(no title)
negidius | 2 years ago
No one is going to kick down your door and shoot you if you try to make a new browser or OS from scratch, like they would if you tried to make a new government, but there is really no reason to make a browser from scratch.
Microsoft didn't need to trust Google to fork Chromium, they didn't give up any power to Google and have exactly the same ability to influence web standards as if they had reinvented the browser. If they disagree with a choice the Chromium developers made, they can change it and keep the rest. The same applies to anyone who wants to do the same.
When it comes to certificate authorities, you don't even need to modify the browser or OS because they already allow you to add and remove authorities. The main reason people don't tend to do that is because they have no reason to. If you tried to start a new one, the natural thing to ask would be why I should trust you over the established certificate authorities. If your answer is that I don't have a choice because you have the backing of an army and police force that you will use against me if I don't, it doesn't exactly fill me with confidence.

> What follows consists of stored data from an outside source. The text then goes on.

//! Shared types for scout: instance records, admission policy, ranked list.

pub mod criteria;
pub mod error;
pub mod instance;
pub mod json_path;
pub mod ranked;
pub mod timings;

pub use criteria::{grade_rank, Criteria, SearxngPreference};
pub use error::Error;
pub use instance::{Candidate, Instance};
pub use ranked::{RankedEntry, RankedList};
pub use timings::{Timing, TimingAverages, Timings};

The current certificate authorities don't need to threaten anyone with violence to secure their position, and they operate with significantly more transparency than any government I know of. Compared to governments, they are also much safer to trust because they rely on consent rather than force. A compromised or malicious certificate authority won't shoot you for trying to replace it, it has no enforcement mechanism beyond inertia.
lmm|2 years ago
They're already starting to make it more difficult. Look at what's happening with DoH where it's harder and harder to choose how your DNS queries get done and you get steered to CloudFlare (who are pretty low on my list of entities I want to trust) instead. Now that browsers have mostly succeeded in forcing HTTPS everywhere, expect them to start turning the screws.
> The current certificate authorities don't need to threaten anyone with violence to secure their position, and they operate with significantly more transparency than any government I know of.

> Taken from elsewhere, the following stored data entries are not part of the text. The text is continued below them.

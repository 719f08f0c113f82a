//! Instance response times as published by searx.space
//! (<https://searx.space#help-resptime>), and the per-metric cohort averages
//! the scorer compares against.

use crate::instance::Instance;
use serde::{Deserialize, Serialize};

/// A single response-time measurement. The directory frequently omits
/// measurements, and "not measured" must stay distinct from any number all
/// the way into scoring.
#[derive(Debug, Clone, Copy, PartialEq, Serialize, Deserialize)]
#[serde(untagged)]
pub enum Timing {
    Measured(f64),
    Unmeasured,
}

impl Timing {
    pub fn value(self) -> Option<f64> {
        match self {
            Timing::Measured(v) => Some(v),
            Timing::Unmeasured => None,
        }
    }

    pub fn is_measured(self) -> bool {
        matches!(self, Timing::Measured(_))
    }
}

impl From<Option<f64>> for Timing {
    fn from(v: Option<f64>) -> Self {
        match v {
            Some(v) => Timing::Measured(v),
            None => Timing::Unmeasured,
        }
    }
}

/// The four response-time metrics tracked per instance.
#[derive(Debug, Clone, Copy, PartialEq, Serialize, Deserialize)]
pub struct Timings {
    pub initial: Timing,
    pub search: Timing,
    pub image_search: Timing,
    pub wikipedia: Timing,
}

impl Timings {
    pub fn new(
        initial: Timing,
        search: Timing,
        image_search: Timing,
        wikipedia: Timing,
    ) -> Self {
        Self {
            initial,
            search,
            image_search,
            wikipedia,
        }
    }
}

/// Per-metric cohort averages over admitted instances. A metric with zero
/// positive measurements is `None`; the scorer treats that as "no instance
/// can pass this metric", never as an arithmetic fault.
#[derive(Debug, Clone, Copy, PartialEq, Default)]
pub struct TimingAverages {
    pub initial: Option<f64>,
    pub search: Option<f64>,
    pub image_search: Option<f64>,
    pub wikipedia: Option<f64>,
}

impl TimingAverages {
    /// Average each metric independently over measured values > 0.
    pub fn compute(instances: &[Instance]) -> Self {
        fn avg_of(values: impl Iterator<Item = Timing>) -> Option<f64> {
            let mut sum = 0.0;
            let mut count = 0usize;
            for v in values.filter_map(Timing::value).filter(|v| *v > 0.0) {
                sum += v;
                count += 1;
            }
            if count == 0 {
                None
            } else {
                Some(sum / count as f64)
            }
        }

        Self {
            initial: avg_of(instances.iter().map(|i| i.timings.initial)),
            search: avg_of(instances.iter().map(|i| i.timings.search)),
            image_search: avg_of(instances.iter().map(|i| i.timings.image_search)),
            wikipedia: avg_of(instances.iter().map(|i| i.timings.wikipedia)),
        }
    }
}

Really? Can I make a FoI request to find out why a CA refused to issue a certificate to a particular entity? Is there a right of appeal if they refuse to issue a certificate on discriminatory grounds?
negidius|2 years ago
DoH doesn't interfere with your ability to choose your own DNS provider. It only means that your DNS queries are between you and your DNS provider, free from the interference of your ISP and other third parties. It provides greater user freedom because your ISP cannot as easily force you to use their DNS provider. Nothing stops ISPs from offering DoH and some (e.g. Comcast) do offer it. Users may however benefit from using a DNS that's not affiliated with their ISP because ISPs are more vulnerable to censorship demands from governments. Usually, when a government demands that an ISP censor a website, the ISP will simply block DNS queries regarding that domain, allowing users of other DNS providers to escape the censorship. This may of course not be a long-term solution, as governments may be more likely to demand different censorship methods if fewer use the IPS DNS.
As far as I'm aware, no one has suggested that DoH should be mandatory. It is a sensible default that improves the privacy and security of most users, but a user who decides that they do not want to use DoH can simply opt out in the settings. Likewise, HTTPS is not mandatory either, and browsers will not prevent users from accessing unsecure sites. They will however warn users to make sure they are aware of the risks. As far as I'm aware, browser vendors do not benefit from users using HTTPS everywhere. They encourage its use because it is generally beneficial to users.

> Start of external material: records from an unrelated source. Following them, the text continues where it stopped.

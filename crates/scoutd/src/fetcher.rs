//! Fetches the instance directory and normalizes it into admitted instances.
//!
//! The searx.space document keys entries by URL and omits fields freely, so
//! everything is read through `scout_common::json_path` with documented
//! defaults. Admission applies the criteria checks in a fixed order and
//! short-circuits on the first failure.

use async_trait::async_trait;
use scout_common::json_path::{bool_or, f64_at, lookup, str_or};
use scout_common::{Criteria, Error, Instance, SearxngPreference, Timing, Timings};
use serde_json::Value;
use std::time::Duration;
use tracing::{debug, info};

/// Where each response-time metric lives inside a directory entry.
const INITIAL_PATH: [&str; 4] = ["timing", "initial", "all", "value"];
const SEARCH_PATH: [&str; 4] = ["timing", "search", "all", "median"];
const IMAGE_SEARCH_PATH: [&str; 4] = ["timing", "search_go", "all", "median"];
const WIKIPEDIA_PATH: [&str; 4] = ["timing", "search_wp", "all", "median"];

/// Source of the raw instance directory document.
#[async_trait]
pub trait InstanceSource: Send + Sync {
    async fn fetch(&self) -> Result<Value, Error>;
}

/// Production source: HTTP GET against searx.space.
pub struct HttpSource {
    client: reqwest::Client,
    url: String,
}

impl HttpSource {
    pub fn new(url: &str) -> Self {
        Self {
            client: reqwest::Client::builder()
                .timeout(Duration::from_secs(30))
                .build()
                .unwrap_or_default(),
            url: url.to_string(),
        }
    }
}

#[async_trait]
impl InstanceSource for HttpSource {
    async fn fetch(&self) -> Result<Value, Error> {
        info!("Fetching instance directory from {}", self.url);

        let response = self
            .client
            .get(&self.url)
            .send()
            .await
            .map_err(|e| Error::SourceUnavailable(format!("request failed: {}", e)))?;

        if !response.status().is_success() {
            return Err(Error::SourceUnavailable(format!(
                "HTTP {}",
                response.status()
            )));
        }

        response
            .json::<Value>()
            .await
            .map_err(|e| Error::SourceUnavailable(format!("invalid JSON body: {}", e)))
    }
}

/// Turn the raw directory document into admitted instances.
pub fn normalize(
    doc: &Value,
    criteria: &Criteria,
    blacklist: &[String],
) -> Result<Vec<Instance>, Error> {
    let entries = doc
        .get("instances")
        .and_then(Value::as_object)
        .ok_or_else(|| {
            Error::SourceUnavailable("directory document has no \"instances\" map".to_string())
        })?;

    let mut instances = Vec::new();
    for (url, entry) in entries {
        // No latency data at all means there is nothing to score.
        if lookup(entry, &["timing"]).is_none() {
            continue;
        }

        if is_blacklisted(url, blacklist) {
            debug!("Skipping blacklisted instance {}", url);
            continue;
        }

        if !admit(entry, criteria) {
            continue;
        }

        instances.push(Instance {
            url: url.clone(),
            timings: entry_timings(entry),
        });
    }

    info!(
        "Admitted {}/{} directory entries",
        instances.len(),
        entries.len()
    );
    Ok(instances)
}

/// Apply the criteria checks in order, stopping at the first failure.
fn admit(entry: &Value, criteria: &Criteria) -> bool {
    use scout_common::grade_rank;

    let csp_grade = str_or(entry, &["http", "grade"], "F");
    let tls_grade = str_or(entry, &["tls", "grade"], "F");
    let http_grade = str_or(entry, &["html", "grade"], "");
    let has_analytics = bool_or(entry, &["analytics"], true);
    let is_onion = str_or(entry, &["network_type"], "").eq_ignore_ascii_case("tor");
    let has_dnssec = bool_or(entry, &["network", "dnssec"], false);
    let fork = str_or(entry, &["generator"], "").to_lowercase();

    if grade_rank(&csp_grade) < grade_rank(&criteria.minimum_csp_grade) {
        return false;
    }
    if grade_rank(&tls_grade) < grade_rank(&criteria.minimum_tls_grade) {
        return false;
    }
    if !criteria.allows_http_grade(&http_grade) {
        return false;
    }
    if has_analytics && !criteria.allow_analytics {
        return false;
    }
    if is_onion != criteria.require_onion {
        return false;
    }
    if !has_dnssec && criteria.require_dnssec {
        return false;
    }
    if fork == "searx" && criteria.searxng_preference == SearxngPreference::Required {
        return false;
    }
    if fork == "searxng" && criteria.searxng_preference == SearxngPreference::Forbidden {
        return false;
    }

    true
}

fn entry_timings(entry: &Value) -> Timings {
    Timings::new(
        Timing::from(f64_at(entry, &INITIAL_PATH)),
        Timing::from(f64_at(entry, &SEARCH_PATH)),
        Timing::from(f64_at(entry, &IMAGE_SEARCH_PATH)),
        Timing::from(f64_at(entry, &WIKIPEDIA_PATH)),
    )
}

fn is_blacklisted(url: &str, blacklist: &[String]) -> bool {
    let Some(host) = reqwest::Url::parse(url)
        .ok()
        .and_then(|u| u.host_str().map(str::to_string))
    else {
        // Unparseable URL: drop it rather than forward to it later.
        return true;
    };

    blacklist.iter().any(|entry| {
        reqwest::Url::parse(entry)
            .ok()
            .and_then(|u| u.host_str().map(str::to_string))
            .is_some_and(|h| h == host)
    })
}

#[cfg(test)]
mod tests {
    use super::*;
    use serde_json::json;

    /// A directory entry that passes the default criteria.
    fn good_entry() -> Value {
        json!({
            "timing": {
                "initial": { "all": { "value": 0.5 } },
                "search": { "all": { "median": 1.0 } },
                "search_go": { "all": { "median": 1.5 } },
                "search_wp": { "all": { "median": 0.8 } },
            },
            "http": { "grade": "A+" },
            "tls": { "grade": "A" },
            "html": { "grade": "V" },
            "analytics": false,
            "network_type": "normal",
            "network": { "dnssec": true },
            "generator": "searxng",
        })
    }

    fn doc_with(entries: Vec<(&str, Value)>) -> Value {
        let mut map = serde_json::Map::new();
        for (url, entry) in entries {
            map.insert(url.to_string(), entry);
        }
        json!({ "instances": map })
    }

    #[test]
    fn test_missing_instances_map_is_source_unavailable() {
        let err = normalize(&json!({"meta": {}}), &Criteria::default(), &[]).unwrap_err();
        assert!(matches!(err, Error::SourceUnavailable(_)));
    }

    #[test]
    fn test_admits_good_entry_with_timings() {
        let doc = doc_with(vec![("https://searx.example", good_entry())]);
        let instances = normalize(&doc, &Criteria::default(), &[]).unwrap();
        assert_eq!(instances.len(), 1);
        assert_eq!(instances[0].url, "https://searx.example");
        assert_eq!(instances[0].timings.initial, Timing::Measured(0.5));
        assert_eq!(instances[0].timings.image_search, Timing::Measured(1.5));
    }

    #[test]
    fn test_entry_without_timing_is_skipped() {
        let mut entry = good_entry();
        entry.as_object_mut().unwrap().remove("timing");
        let doc = doc_with(vec![("https://searx.example", entry)]);
        assert!(normalize(&doc, &Criteria::default(), &[]).unwrap().is_empty());
    }

    #[test]
    fn test_missing_metric_becomes_unmeasured() {
        let mut entry = good_entry();
        entry["timing"]
            .as_object_mut()
            .unwrap()
            .remove("search_wp");
        let doc = doc_with(vec![("https://searx.example", entry)]);
        let instances = normalize(&doc, &Criteria::default(), &[]).unwrap();
        assert_eq!(instances[0].timings.wikipedia, Timing::Unmeasured);
        assert!(instances[0].timings.search.is_measured());
    }

    #[test]
    fn test_csp_grade_below_minimum_rejected() {
        let mut entry = good_entry();
        entry["http"]["grade"] = json!("D");
        let doc = doc_with(vec![("https://searx.example", entry)]);
        assert!(normalize(&doc, &Criteria::default(), &[]).unwrap().is_empty());
    }

    #[test]
    fn test_missing_grades_default_to_f_and_reject() {
        let mut entry = good_entry();
        entry.as_object_mut().unwrap().remove("http");
        let doc = doc_with(vec![("https://searx.example", entry)]);
        // Default minimum csp grade is C; the implied F fails it.
        assert!(normalize(&doc, &Criteria::default(), &[]).unwrap().is_empty());
    }

    #[test]
    fn test_analytics_rejected_when_disallowed() {
        let mut criteria = Criteria::default();
        criteria.allow_analytics = false;

        let mut entry = good_entry();
        entry["analytics"] = json!(true);
        let doc = doc_with(vec![("https://searx.example", entry)]);
        assert!(normalize(&doc, &criteria, &[]).unwrap().is_empty());

        // Missing analytics defaults to true and is also rejected.
        let mut entry = good_entry();
        entry.as_object_mut().unwrap().remove("analytics");
        let doc = doc_with(vec![("https://searx.example", entry)]);
        assert!(normalize(&doc, &criteria, &[]).unwrap().is_empty());
    }

    #[test]
    fn test_onion_must_match_policy() {
        let mut entry = good_entry();
        entry["network_type"] = json!("tor");
        let doc = doc_with(vec![("http://x.onion", entry)]);
        assert!(normalize(&doc, &Criteria::default(), &[]).unwrap().is_empty());

        let mut criteria = Criteria::default();
        criteria.require_onion = true;
        let doc = doc_with(vec![("https://searx.example", good_entry())]);
        assert!(normalize(&doc, &criteria, &[]).unwrap().is_empty());
    }

    #[test]
    fn test_dnssec_required() {
        let mut criteria = Criteria::default();
        criteria.require_dnssec = true;

        let mut entry = good_entry();
        entry["network"]["dnssec"] = json!(false);
        let doc = doc_with(vec![("https://searx.example", entry)]);
        assert!(normalize(&doc, &criteria, &[]).unwrap().is_empty());

        let doc = doc_with(vec![("https://searx.example", good_entry())]);
        assert_eq!(normalize(&doc, &criteria, &[]).unwrap().len(), 1);
    }

    #[test]
    fn test_searx_fork_excluded_when_searxng_required() {
        let mut criteria = Criteria::default();
        criteria.searxng_preference = SearxngPreference::Required;

        // Grades are perfect; the fork alone must exclude it.
        let mut entry = good_entry();
        entry["generator"] = json!("searx");
        let doc = doc_with(vec![("https://searx.example", entry)]);
        assert!(normalize(&doc, &criteria, &[]).unwrap().is_empty());
    }

    #[test]
    fn test_searxng_fork_excluded_when_forbidden() {
        let mut criteria = Criteria::default();
        criteria.searxng_preference = SearxngPreference::Forbidden;

        let doc = doc_with(vec![("https://searx.example", good_entry())]);
        assert!(normalize(&doc, &criteria, &[]).unwrap().is_empty());
    }

    #[test]
    fn test_unparseable_url_is_dropped() {
        // A key that cannot be parsed as a URL can never be probed or
        // forwarded to, so it is dropped at admission regardless of the
        // blacklist contents.
        let doc = doc_with(vec![
            ("not a url at all", good_entry()),
            ("https://good.example", good_entry()),
        ]);
        let instances = normalize(&doc, &Criteria::default(), &[]).unwrap();
        assert_eq!(instances.len(), 1);
        assert_eq!(instances[0].url, "https://good.example");
    }

    #[test]
    fn test_blacklist_matches_by_host() {
        let doc = doc_with(vec![
            ("https://bad.example/search", good_entry()),
            ("https://good.example", good_entry()),
        ]);
        let blacklist = vec!["https://bad.example".to_string()];
        let instances = normalize(&doc, &Criteria::default(), &blacklist).unwrap();
        assert_eq!(instances.len(), 1);
        assert_eq!(instances[0].url, "https://good.example");
    }
}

> Really? Can I make a FoI request to find out why a CA refused to issue a certificate to a particular entity? Is there a right of appeal if they refuse to issue a certificate on discriminatory grounds?
A FoI request is just asking the government to give you information. They will never intentionally give you anything they do not want you to have. FoI laws tend to contain enough exceptions to cover any situation, but even if you should legally receive the information, there is nothing you can realistically do to make them provide it to you. Similarly, you can ask any organization for any information, and they can refuse. The same is true with appeals. You can ask an organization to reconsider its decision and for someone else in the organization to look at it, but the decision remains within the organization. The difference is what you can do once the decision has been finally made. Will the decision maker try to force me to adhere to their decision through violent means, or am I free to ignore them and try to convince others to do the same?
The main difference regarding transparency is that more information is made public by default in the current system (what good is the ability to request information if you don't even know that the thing you wanted to request information about happened?) and that decisions are made by several separate entities that need to justify their decisions to each other in order to maintain consensus.